■ What is needed
Pick out the lines below with "SimCaptureProvider" and list them.

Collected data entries
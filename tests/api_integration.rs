//! Integration tests for the Lifeline API endpoints.
//!
//! These tests verify the full request/response cycle through the HTTP API,
//! with simulated devices behind the controller and shortened cadences so
//! sessions produce evidence within a test's lifetime.

use std::sync::Arc;
use std::time::Duration;

use axum_test::TestServer;
use serde_json::json;
use uuid::Uuid;

use lifeline::alert::{AlertDispatcher, DispatcherConfig};
use lifeline::api::{AppState, router};
use lifeline::capture::{CaptureConfig, MediaCaptureScheduler};
use lifeline::controller::{ControllerConfig, EmergencyActivationController};
use lifeline::device::sim::{
    SimAlertTransport, SimCaptureProvider, SimPositionSource, StaticContactDirectory,
};
use lifeline::location::{LocationSampler, SamplerConfig};
use lifeline::model::Contact;
use lifeline::store::RecordStore;

struct Harness {
    server: TestServer,
    store: Arc<RecordStore>,
    transport: Arc<SimAlertTransport>,
}

async fn create_harness() -> Harness {
    let store = Arc::new(RecordStore::open("sqlite::memory:").await.unwrap());
    let transport = Arc::new(SimAlertTransport::default());

    let sampler = Arc::new(LocationSampler::new(
        Arc::new(SimPositionSource::default()),
        Arc::clone(&store),
        SamplerConfig {
            interval: Duration::from_millis(25),
            fast_fix_interval: Duration::from_millis(10),
            fast_fix_count: 2,
            alert_every: 0,
            single_shot_timeout: Duration::from_millis(200),
        },
    ));
    let capture = Arc::new(MediaCaptureScheduler::new(
        Arc::new(SimCaptureProvider::default()),
        Arc::clone(&store),
        CaptureConfig {
            still_interval: Duration::from_millis(10),
            stills_per_source: 2,
        },
    ));
    let dispatcher = Arc::new(AlertDispatcher::new(
        Arc::clone(&transport) as _,
        Arc::clone(&store),
        DispatcherConfig {
            emergency_number: "112".into(),
            // Long enough that no test fires the call by accident.
            call_delay: Duration::from_secs(60),
        },
    ));
    let contacts = Arc::new(StaticContactDirectory::new(vec![Contact {
        id: "contact-0".into(),
        name: "Ada".into(),
        phone: "+31600000000".into(),
    }]));

    let controller = Arc::new(EmergencyActivationController::new(
        Arc::clone(&store),
        sampler,
        capture,
        dispatcher,
        contacts,
        ControllerConfig {
            hold_window: Duration::from_millis(50),
            ..ControllerConfig::default()
        },
    ));

    Harness {
        server: TestServer::new(router(AppState { controller })).unwrap(),
        store,
        transport,
    }
}

async fn activate(server: &TestServer, owner_id: &str) -> String {
    let response = server
        .post("/activate")
        .json(&json!({ "owner_id": owner_id, "kind": "panic" }))
        .await;
    response.assert_status(axum::http::StatusCode::CREATED);
    let body: serde_json::Value = response.json();
    body["record_id"].as_str().unwrap().to_string()
}

#[tokio::test]
async fn test_health_endpoint() {
    let harness = create_harness().await;

    let response = harness.server.get("/health").await;

    response.assert_status_ok();
}

#[tokio::test]
async fn test_activate_creates_durable_record() {
    let harness = create_harness().await;

    let response = harness
        .server
        .post("/activate")
        .json(&json!({ "owner_id": "traveler-1", "kind": "manual-sos" }))
        .await;

    response.assert_status(axum::http::StatusCode::CREATED);
    let body: serde_json::Value = response.json();
    assert_eq!(body["status"], "active");
    assert_eq!(body["served_by_fallback"], false);

    let record_id = body["record_id"].as_str().unwrap();
    let response = harness.server.get(&format!("/records/{record_id}")).await;
    response.assert_status_ok();
    let record: serde_json::Value = response.json();
    assert_eq!(record["owner_id"], "traveler-1");
    assert_eq!(record["kind"], "manual-sos");
}

#[tokio::test]
async fn test_duplicate_activation_conflicts() {
    let harness = create_harness().await;
    activate(&harness.server, "traveler-1").await;

    let response = harness
        .server
        .post("/activate")
        .json(&json!({ "owner_id": "traveler-1", "kind": "panic" }))
        .await;

    response.assert_status(axum::http::StatusCode::CONFLICT);
}

#[tokio::test]
async fn test_resolve_is_terminal() {
    let harness = create_harness().await;
    let record_id = activate(&harness.server, "traveler-1").await;

    let response = harness
        .server
        .post(&format!("/records/{record_id}/resolve"))
        .await;
    response.assert_status_ok();

    let record: serde_json::Value = harness
        .server
        .get(&format!("/records/{record_id}"))
        .await
        .json();
    assert_eq!(record["status"], "resolved");
    assert!(!record["resolved_at"].is_null());

    // Second terminal transition loses and is surfaced as a conflict.
    let response = harness
        .server
        .post(&format!("/records/{record_id}/resolve"))
        .await;
    response.assert_status(axum::http::StatusCode::CONFLICT);
}

#[tokio::test]
async fn test_cancel_does_not_stamp_resolved_at() {
    let harness = create_harness().await;
    let record_id = activate(&harness.server, "traveler-1").await;

    let response = harness
        .server
        .post(&format!("/records/{record_id}/cancel"))
        .await;
    response.assert_status_ok();

    let record: serde_json::Value = harness
        .server
        .get(&format!("/records/{record_id}"))
        .await
        .json();
    assert_eq!(record["status"], "cancelled");
    assert!(record["resolved_at"].is_null());
}

#[tokio::test]
async fn test_unknown_record_is_not_found() {
    let harness = create_harness().await;

    let response = harness
        .server
        .get(&format!("/records/{}", Uuid::new_v4()))
        .await;

    response.assert_status(axum::http::StatusCode::NOT_FOUND);
}

#[tokio::test]
async fn test_records_listing_newest_first() {
    let harness = create_harness().await;

    let first = activate(&harness.server, "traveler-1").await;
    harness
        .server
        .post(&format!("/records/{first}/resolve"))
        .await
        .assert_status_ok();
    // Distinct creation timestamps for a deterministic order.
    tokio::time::sleep(Duration::from_millis(5)).await;
    let second = activate(&harness.server, "traveler-1").await;

    let response = harness.server.get("/records?owner_id=traveler-1").await;
    response.assert_status_ok();
    let body: serde_json::Value = response.json();
    assert_eq!(body["fallback_only"], false);

    let records = body["records"].as_array().unwrap();
    assert_eq!(records.len(), 2);
    assert_eq!(records[0]["id"], second.as_str());
    assert_eq!(records[0]["status"], "active");
    assert_eq!(records[1]["id"], first.as_str());
    assert_eq!(records[1]["status"], "resolved");

    let response = harness
        .server
        .get("/records?owner_id=traveler-1&status=resolved")
        .await;
    let body: serde_json::Value = response.json();
    assert_eq!(body["records"].as_array().unwrap().len(), 1);

    harness
        .server
        .post(&format!("/records/{second}/resolve"))
        .await
        .assert_status_ok();
}

#[tokio::test]
async fn test_activation_during_outage_served_by_fallback() {
    let harness = create_harness().await;
    harness.store.force_durable_outage(true);

    let response = harness
        .server
        .post("/activate")
        .json(&json!({ "owner_id": "traveler-1", "kind": "distress" }))
        .await;

    response.assert_status(axum::http::StatusCode::CREATED);
    let body: serde_json::Value = response.json();
    assert_eq!(body["served_by_fallback"], true);

    let listing: serde_json::Value = harness
        .server
        .get("/records?owner_id=traveler-1")
        .await
        .json();
    assert_eq!(listing["fallback_only"], true);
    assert_eq!(listing["records"].as_array().unwrap().len(), 1);
}

#[tokio::test]
async fn test_hold_released_early_creates_nothing() {
    let harness = create_harness().await;

    let response = harness
        .server
        .post("/hold")
        .json(&json!({ "owner_id": "traveler-1" }))
        .await;
    response.assert_status(axum::http::StatusCode::CREATED);
    let body: serde_json::Value = response.json();
    assert_eq!(body["window_ms"], 50);
    let session_id = body["session_id"].as_str().unwrap().to_string();

    let response = harness
        .server
        .post(&format!("/hold/{session_id}/release"))
        .await;
    response.assert_status_ok();
    let body: serde_json::Value = response.json();
    assert_eq!(body["activated"], false);

    let listing: serde_json::Value = harness
        .server
        .get("/records?owner_id=traveler-1")
        .await
        .json();
    assert!(listing["records"].as_array().unwrap().is_empty());
}

#[tokio::test]
async fn test_hold_full_window_activates() {
    let harness = create_harness().await;

    let body: serde_json::Value = harness
        .server
        .post("/hold")
        .json(&json!({ "owner_id": "traveler-1" }))
        .await
        .json();
    let session_id = body["session_id"].as_str().unwrap().to_string();

    tokio::time::sleep(Duration::from_millis(80)).await;

    let progress: serde_json::Value = harness
        .server
        .get(&format!("/hold/{session_id}"))
        .await
        .json();
    assert_eq!(progress["armed"], true);
    assert_eq!(progress["progress"], 1.0);

    let response = harness
        .server
        .post(&format!("/hold/{session_id}/release"))
        .await;
    response.assert_status_ok();
    let body: serde_json::Value = response.json();
    assert_eq!(body["activated"], true);
    assert_eq!(body["record"]["status"], "active");

    let record_id = body["record"]["record_id"].as_str().unwrap().to_string();
    harness
        .server
        .post(&format!("/records/{record_id}/resolve"))
        .await
        .assert_status_ok();
}

#[tokio::test]
async fn test_release_of_unknown_hold_is_noop() {
    let harness = create_harness().await;

    let response = harness
        .server
        .post(&format!("/hold/{}/release", Uuid::new_v4()))
        .await;

    response.assert_status_ok();
    let body: serde_json::Value = response.json();
    assert_eq!(body["activated"], false);
}

#[tokio::test]
async fn test_latest_location_while_active() {
    let harness = create_harness().await;
    let record_id = activate(&harness.server, "traveler-1").await;

    tokio::time::sleep(Duration::from_millis(60)).await;

    let response = harness
        .server
        .get(&format!("/records/{record_id}/location/latest"))
        .await;
    response.assert_status_ok();
    let sample: serde_json::Value = response.json();
    assert!(sample["lat"].as_f64().unwrap() > 48.0);

    harness
        .server
        .post(&format!("/records/{record_id}/resolve"))
        .await
        .assert_status_ok();
}

#[tokio::test]
async fn test_asset_fetch_and_media_deletion() {
    let harness = create_harness().await;
    let record_id = activate(&harness.server, "traveler-1").await;

    // Let the capture ticker hit its per-source cap, then finalize.
    tokio::time::sleep(Duration::from_millis(80)).await;
    harness
        .server
        .post(&format!("/records/{record_id}/resolve"))
        .await
        .assert_status_ok();

    let record: serde_json::Value = harness
        .server
        .get(&format!("/records/{record_id}"))
        .await
        .json();
    let assets = record["media_assets"].as_array().unwrap();
    assert!(!assets.is_empty());

    let photo = assets
        .iter()
        .find(|a| a["kind"] == "photo")
        .expect("at least one still");
    let asset_id = photo["id"].as_str().unwrap();

    let response = harness
        .server
        .get(&format!("/records/{record_id}/assets/{asset_id}"))
        .await;
    response.assert_status_ok();
    assert_eq!(
        response.header("content-type").to_str().unwrap(),
        "image/jpeg"
    );
    assert!(!response.as_bytes().is_empty());

    // Delete one asset, then the rest.
    let body: serde_json::Value = harness
        .server
        .delete(&format!("/records/{record_id}/media?asset_id={asset_id}"))
        .await
        .json();
    assert_eq!(body["deleted"], 1);

    let body: serde_json::Value = harness
        .server
        .delete(&format!("/records/{record_id}/media"))
        .await
        .json();
    assert_eq!(body["deleted"].as_u64().unwrap(), assets.len() as u64 - 1);

    let record: serde_json::Value = harness
        .server
        .get(&format!("/records/{record_id}"))
        .await
        .json();
    assert!(record["media_assets"].as_array().unwrap().is_empty());

    // The payload is gone with the asset.
    let response = harness
        .server
        .get(&format!("/records/{record_id}/assets/{asset_id}"))
        .await;
    response.assert_status(axum::http::StatusCode::NOT_FOUND);
}

#[tokio::test]
async fn test_activation_alerts_reach_contacts() {
    let harness = create_harness().await;
    let record_id = activate(&harness.server, "traveler-1").await;

    // The fan-out is spawned off the request path.
    tokio::time::sleep(Duration::from_millis(50)).await;
    assert!(!harness.transport.deliveries().is_empty());

    let record: serde_json::Value = harness
        .server
        .get(&format!("/records/{record_id}"))
        .await
        .json();
    assert_eq!(record["contacts_notified"][0], "contact-0");

    harness
        .server
        .post(&format!("/records/{record_id}/resolve"))
        .await
        .assert_status_ok();
}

■ Answer to this exercise
    SimAlertTransport, SimCaptureProvider, SimPositionSource, StaticContactDirectory,
        Arc::new(SimCaptureProvider::default()),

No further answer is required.